Work request: Nothing but the lines from the start of the records through the line that contains "the run's own" is to be copied, and each is to be copied exactly.

___ Material provided ___

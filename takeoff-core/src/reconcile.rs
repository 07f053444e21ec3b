//! Reconciler / Aggregator
//!
//! Three steps over the vector and OCR candidate lists of one page:
//!
//! 1. Cross-source merge: vector runs are kept as-is; an OCR run within the
//!    length tolerance of any kept entry with a compatible material is a
//!    duplicate and only lends its material when that entry had none.
//! 2. Diameter resolution: near the LF marker first, then the run's own
//!    diameter token, then anywhere in the line; values above the ceiling are
//!    dropped to unknown.
//! 3. Aggregation by exact (diameter, material), unknown being its own value.
//!
//! Two runs with different known materials are never merged.

use crate::config::ReconcileConfig;
use crate::error::{ExtractionError, ExtractionResult};
use crate::tokens::DIAMETER_PATTERN;
use crate::types::{
    AggregatedPipe, CandidateRun, LineOrigin, PageExtraction, PipeSource, ResultSource,
};
use regex::Regex;

/// A candidate after the cross-source merge
#[derive(Debug, Clone, PartialEq)]
pub struct MergedRun {
    pub run: CandidateRun,
    pub source: PipeSource,
}

pub struct Reconciler<'a> {
    config: &'a ReconcileConfig,
    near_unit_re: Regex,
    diameter_re: Regex,
    digits_re: Regex,
}

impl<'a> Reconciler<'a> {
    pub fn new(config: &'a ReconcileConfig) -> ExtractionResult<Self> {
        let near_unit = format!(
            r#"(?i)LF[^\d]{{0,{}}}(?P<dia>\d{{1,2}})\s*(?:"|”|“|″|'')"#,
            config.near_unit_window
        );
        let compile =
            |pattern: &str| Regex::new(pattern).map_err(|e| ExtractionError::Config(e.to_string()));

        Ok(Self {
            config,
            near_unit_re: compile(&near_unit)?,
            diameter_re: compile(DIAMETER_PATTERN)?,
            digits_re: compile(r"\d{1,2}")?,
        })
    }

    /// Full reconciliation of one page
    pub fn reconcile(&self, vector: &[CandidateRun], ocr: &[CandidateRun]) -> PageExtraction {
        let vector: Vec<CandidateRun> = vector.iter().filter(|r| r.is_well_formed()).cloned().collect();
        let ocr: Vec<CandidateRun> = ocr.iter().filter(|r| r.is_well_formed()).cloned().collect();

        let merged = self.merge(&vector, &ocr);
        let pipes = self.aggregate(&merged);
        tracing::info!(
            "🔗 Reconciled {} vector + {} OCR runs into {} entries, {} pipe groups",
            vector.len(),
            ocr.len(),
            merged.len(),
            pipes.len()
        );

        page_result(pipes, &vector, &ocr)
    }

    /// Step 1. Every OCR candidate is checked against all entries kept so far,
    /// vector runs and previously appended OCR runs alike. The kept entry's
    /// length wins; its material is only filled in when unknown.
    pub fn merge(&self, vector: &[CandidateRun], ocr: &[CandidateRun]) -> Vec<MergedRun> {
        let mut merged: Vec<MergedRun> = vector
            .iter()
            .map(|run| MergedRun {
                run: run.clone(),
                source: PipeSource::Vector,
            })
            .collect();

        for candidate in ocr {
            let Some(length) = candidate.length_ft else {
                continue;
            };

            let duplicate = merged.iter().position(|entry| {
                entry.run.length_ft.is_some_and(|l| {
                    (l - length).abs() < self.config.cross_source_length_tolerance
                }) && materials_compatible(entry.run.material.as_deref(), candidate.material.as_deref())
            });

            match duplicate {
                Some(i) => {
                    let entry = &mut merged[i];
                    if entry.run.material.is_none() && candidate.material.is_some() {
                        tracing::debug!(
                            "merge: '{}' takes material {:?} from OCR '{}'",
                            entry.run.raw_text,
                            candidate.material,
                            candidate.raw_text
                        );
                        entry.run.material = candidate.material.clone();
                    }
                    // OCR absorbing OCR stays an OCR entry
                    if entry.source == PipeSource::Vector {
                        entry.source = PipeSource::Merged;
                    }
                }
                None => merged.push(MergedRun {
                    run: candidate.clone(),
                    source: PipeSource::from(LineOrigin::Ocr),
                }),
            }
        }

        merged
    }

    /// Step 2
    pub fn resolve_diameter(&self, run: &CandidateRun) -> Option<f64> {
        let near_unit = self
            .near_unit_re
            .captures(&run.raw_text)
            .and_then(|caps| caps.name("dia"))
            .and_then(|m| m.as_str().parse::<f64>().ok());

        let from_token = || match run.diameter_text.as_deref() {
            Some(text) => self
                .digits_re
                .find(text)
                .and_then(|m| m.as_str().parse::<f64>().ok()),
            None => run.diameter_in,
        };

        let anywhere = || {
            self.diameter_re
                .captures(&run.raw_text)
                .and_then(|caps| caps.name("dia"))
                .and_then(|m| m.as_str().parse::<f64>().ok())
        };

        let diameter = near_unit.or_else(from_token).or_else(anywhere)?;
        if diameter > self.config.diameter_ceiling_in {
            tracing::debug!(
                "Skipping unrealistic diameter {:.1} from raw '{}'",
                diameter,
                run.raw_text
            );
            return None;
        }
        Some(diameter)
    }

    /// Step 3. Groups keep the order in which their first member appeared.
    pub fn aggregate(&self, merged: &[MergedRun]) -> Vec<AggregatedPipe> {
        let mut groups: Vec<AggregatedPipe> = Vec::new();

        for entry in merged {
            let Some(length) = entry.run.length_ft else {
                continue;
            };
            let diameter = self.resolve_diameter(&entry.run);
            let material = entry.run.material.clone();

            match groups
                .iter_mut()
                .find(|g| g.diameter_in == diameter && g.material == material)
            {
                Some(group) => {
                    group.total_length_ft += length;
                    group.count += 1;
                    if group.source != entry.source {
                        group.source = PipeSource::Merged;
                    }
                }
                None => groups.push(AggregatedPipe {
                    diameter_in: diameter,
                    material,
                    total_length_ft: length,
                    count: 1,
                    source: entry.source,
                }),
            }
        }

        groups
    }
}

/// Page record from aggregated pipes and the well-formed runs of each source
pub fn page_result(
    pipes: Vec<AggregatedPipe>,
    vector: &[CandidateRun],
    ocr: &[CandidateRun],
) -> PageExtraction {
    let source = ResultSource::from_contributions(!vector.is_empty(), !ocr.is_empty());
    if source == ResultSource::None {
        tracing::warn!("⚠️  No runs found from either vector or OCR extraction");
    }
    PageExtraction {
        pipes,
        vector_runs: vector.iter().map(CandidateRun::summary).collect(),
        ocr_runs: ocr.iter().map(CandidateRun::summary).collect(),
        source,
    }
}

pub(crate) fn materials_compatible(a: Option<&str>, b: Option<&str>) -> bool {
    match (a, b) {
        (Some(a), Some(b)) => a == b,
        _ => true,
    }
}

#[cfg(test)]
mod tests {
    use super::*;

    fn run(
        raw: &str,
        length: f64,
        diameter: Option<f64>,
        material: Option<&str>,
        origin: LineOrigin,
    ) -> CandidateRun {
        CandidateRun {
            raw_text: raw.to_string(),
            length_text: Some(format!("{length} LF")),
            length_ft: Some(length),
            diameter_text: diameter.map(|d| format!("{d}\"")),
            diameter_in: diameter,
            material: material.map(str::to_string),
            slope_text: None,
            origin,
            dpi: None,
            source_bbox: None,
        }
    }

    fn reconciler(config: &ReconcileConfig) -> Reconciler<'_> {
        Reconciler::new(config).unwrap()
    }

    #[test]
    fn test_merge_promotes_ocr_material() {
        let config = ReconcileConfig::default();
        let r = reconciler(&config);
        let vector = vec![run("150 LF 8\"", 150.0, Some(8.0), None, LineOrigin::Vector)];
        let ocr = vec![run("150.5 LF PVC", 150.5, None, Some("PVC"), LineOrigin::Ocr)];

        let merged = r.merge(&vector, &ocr);
        assert_eq!(merged.len(), 1);
        assert_eq!(merged[0].run.length_ft, Some(150.0));
        assert_eq!(merged[0].run.material.as_deref(), Some("PVC"));
        assert_eq!(merged[0].source, PipeSource::Merged);
    }

    #[test]
    fn test_merge_never_joins_different_materials() {
        let config = ReconcileConfig::default();
        let r = reconciler(&config);
        let vector = vec![run("150 LF 8\" DIP", 150.0, Some(8.0), Some("DIP"), LineOrigin::Vector)];
        let ocr = vec![run("150 LF 8\" PVC", 150.0, Some(8.0), Some("PVC"), LineOrigin::Ocr)];

        let merged = r.merge(&vector, &ocr);
        assert_eq!(merged.len(), 2);
        assert_eq!(merged[1].source, PipeSource::Ocr);
    }

    #[test]
    fn test_merge_tolerance_is_strict() {
        let config = ReconcileConfig::default();
        let r = reconciler(&config);
        let vector = vec![run("100 LF 8\" PVC", 100.0, Some(8.0), Some("PVC"), LineOrigin::Vector)];
        let ocr = vec![run("102 LF 8\" PVC", 102.0, Some(8.0), Some("PVC"), LineOrigin::Ocr)];
        assert_eq!(r.merge(&vector, &ocr).len(), 2);
    }

    #[test]
    fn test_merge_vector_absorbs_every_ocr_duplicate() {
        let config = ReconcileConfig::default();
        let r = reconciler(&config);
        let vector = vec![run("40 LF 8\" PVC", 40.0, Some(8.0), Some("PVC"), LineOrigin::Vector)];
        let ocr = vec![
            run("40 LF 8\" PVC", 40.0, Some(8.0), Some("PVC"), LineOrigin::Ocr),
            run("41.5 LF 8\" PVC", 41.5, Some(8.0), Some("PVC"), LineOrigin::Ocr),
        ];
        let merged = r.merge(&vector, &ocr);
        assert_eq!(merged.len(), 1);
        assert_eq!(merged[0].run.length_ft, Some(40.0));
        assert_eq!(merged[0].source, PipeSource::Merged);
    }

    #[test]
    fn test_merge_ocr_entries_absorb_later_ocr_duplicates() {
        let config = ReconcileConfig::default();
        let r = reconciler(&config);
        let vector = vec![run("500 LF 12\" DIP", 500.0, Some(12.0), Some("DIP"), LineOrigin::Vector)];
        let ocr = vec![
            run("100 LF 8\" PVC", 100.0, Some(8.0), Some("PVC"), LineOrigin::Ocr),
            run("101.5 LF 8\" PVC", 101.5, Some(8.0), Some("PVC"), LineOrigin::Ocr),
        ];
        let merged = r.merge(&vector, &ocr);
        assert_eq!(merged.len(), 2);
        assert_eq!(merged[1].run.length_ft, Some(100.0));
        assert_eq!(merged[1].source, PipeSource::Ocr);

        let pipes = r.aggregate(&merged);
        let total: f64 = pipes.iter().map(|p| p.total_length_ft).sum();
        assert_eq!(total, 600.0);
    }

    #[test]
    fn test_merge_ocr_conflicting_materials_stay_apart() {
        let config = ReconcileConfig::default();
        let r = reconciler(&config);
        let ocr = vec![
            run("100 LF 8\" PVC", 100.0, Some(8.0), Some("PVC"), LineOrigin::Ocr),
            run("100.5 LF 8\" RCP", 100.5, Some(8.0), Some("RCP"), LineOrigin::Ocr),
        ];
        assert_eq!(r.merge(&[], &ocr).len(), 2);
    }

    #[test]
    fn test_resolve_diameter_prefers_near_unit() {
        let config = ReconcileConfig::default();
        let r = reconciler(&config);
        let mut candidate = run("12\" MH-3 117 LF 8\" PVC", 117.0, Some(12.0), Some("PVC"), LineOrigin::Vector);
        candidate.diameter_text = Some("12\"".into());
        assert_eq!(r.resolve_diameter(&candidate), Some(8.0));
    }

    #[test]
    fn test_resolve_diameter_falls_back() {
        let config = ReconcileConfig::default();
        let r = reconciler(&config);

        let token_only = run("117 LF PVC", 117.0, Some(10.0), Some("PVC"), LineOrigin::Vector);
        assert_eq!(r.resolve_diameter(&token_only), Some(10.0));

        let mut raw_only = run("8\" PVC 117 LF", 117.0, None, Some("PVC"), LineOrigin::Vector);
        raw_only.diameter_text = None;
        assert_eq!(r.resolve_diameter(&raw_only), Some(8.0));

        let none = run("117 LF PVC", 117.0, None, Some("PVC"), LineOrigin::Vector);
        assert_eq!(r.resolve_diameter(&none), None);
    }

    #[test]
    fn test_resolve_diameter_ceiling() {
        let config = ReconcileConfig::default();
        let r = reconciler(&config);
        let artifact = run("40 LF 88\" PVC", 40.0, Some(88.0), Some("PVC"), LineOrigin::Ocr);
        assert_eq!(r.resolve_diameter(&artifact), None);

        let edge = run("40 LF 60\" RCP", 40.0, Some(60.0), Some("RCP"), LineOrigin::Ocr);
        assert_eq!(r.resolve_diameter(&edge), Some(60.0));
    }

    #[test]
    fn test_aggregate_groups_and_sums() {
        let config = ReconcileConfig::default();
        let r = reconciler(&config);
        let vector = vec![
            run("100 LF 8\" PVC", 100.0, Some(8.0), Some("PVC"), LineOrigin::Vector),
            run("50 LF 8\" PVC", 50.0, Some(8.0), Some("PVC"), LineOrigin::Vector),
            run("30 LF 8\"", 30.0, Some(8.0), None, LineOrigin::Vector),
        ];
        let merged = r.merge(&vector, &[]);
        let pipes = r.aggregate(&merged);

        assert_eq!(pipes.len(), 2);
        assert_eq!(pipes[0].diameter_in, Some(8.0));
        assert_eq!(pipes[0].material.as_deref(), Some("PVC"));
        assert_eq!(pipes[0].total_length_ft, 150.0);
        assert_eq!(pipes[0].count, 2);
        assert_eq!(pipes[1].material, None);
        assert_eq!(pipes[1].total_length_ft, 30.0);
    }

    #[test]
    fn test_aggregate_mixed_sources_are_merged() {
        let config = ReconcileConfig::default();
        let r = reconciler(&config);
        let vector = vec![run("100 LF 8\" PVC", 100.0, Some(8.0), Some("PVC"), LineOrigin::Vector)];
        let ocr = vec![run("60 LF 8\" PVC", 60.0, Some(8.0), Some("PVC"), LineOrigin::Ocr)];
        let pipes = r.aggregate(&r.merge(&vector, &ocr));
        assert_eq!(pipes.len(), 1);
        assert_eq!(pipes[0].source, PipeSource::Merged);
        assert_eq!(pipes[0].count, 2);
    }

    #[test]
    fn test_reconcile_source_tags() {
        let config = ReconcileConfig::default();
        let r = reconciler(&config);
        let v = vec![run("100 LF 8\" PVC", 100.0, Some(8.0), Some("PVC"), LineOrigin::Vector)];
        let o = vec![run("60 LF 8\" PVC", 60.0, Some(8.0), Some("PVC"), LineOrigin::Ocr)];

        assert_eq!(r.reconcile(&v, &[]).source, ResultSource::Vector);
        assert_eq!(r.reconcile(&[], &o).source, ResultSource::Ocr);
        assert_eq!(r.reconcile(&v, &o).source, ResultSource::Merged);

        let empty = r.reconcile(&[], &[]);
        assert_eq!(empty.source, ResultSource::None);
        assert!(empty.pipes.is_empty());
    }

    #[test]
    fn test_reconcile_drops_malformed() {
        let config = ReconcileConfig::default();
        let r = reconciler(&config);
        let malformed = run("40 LF", 40.0, None, None, LineOrigin::Vector);
        let result = r.reconcile(&[malformed], &[]);
        assert_eq!(result.source, ResultSource::None);
        assert!(result.vector_runs.is_empty());
    }
}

___

Task answer:
filename takeoff-core/src/reconcile.rs
repository 07f053444e21ec3b
//! Reconciler / Aggregator
//!
//! Three steps over the vector and OCR candidate lists of one page:
//!
//! 1. Cross-source merge: vector runs are kept as-is; an OCR run within the
//!    length tolerance of any kept entry with a compatible material is a
//!    duplicate and only lends its material when that entry had none.
//! 2. Diameter resolution: near the LF marker first, then the run's own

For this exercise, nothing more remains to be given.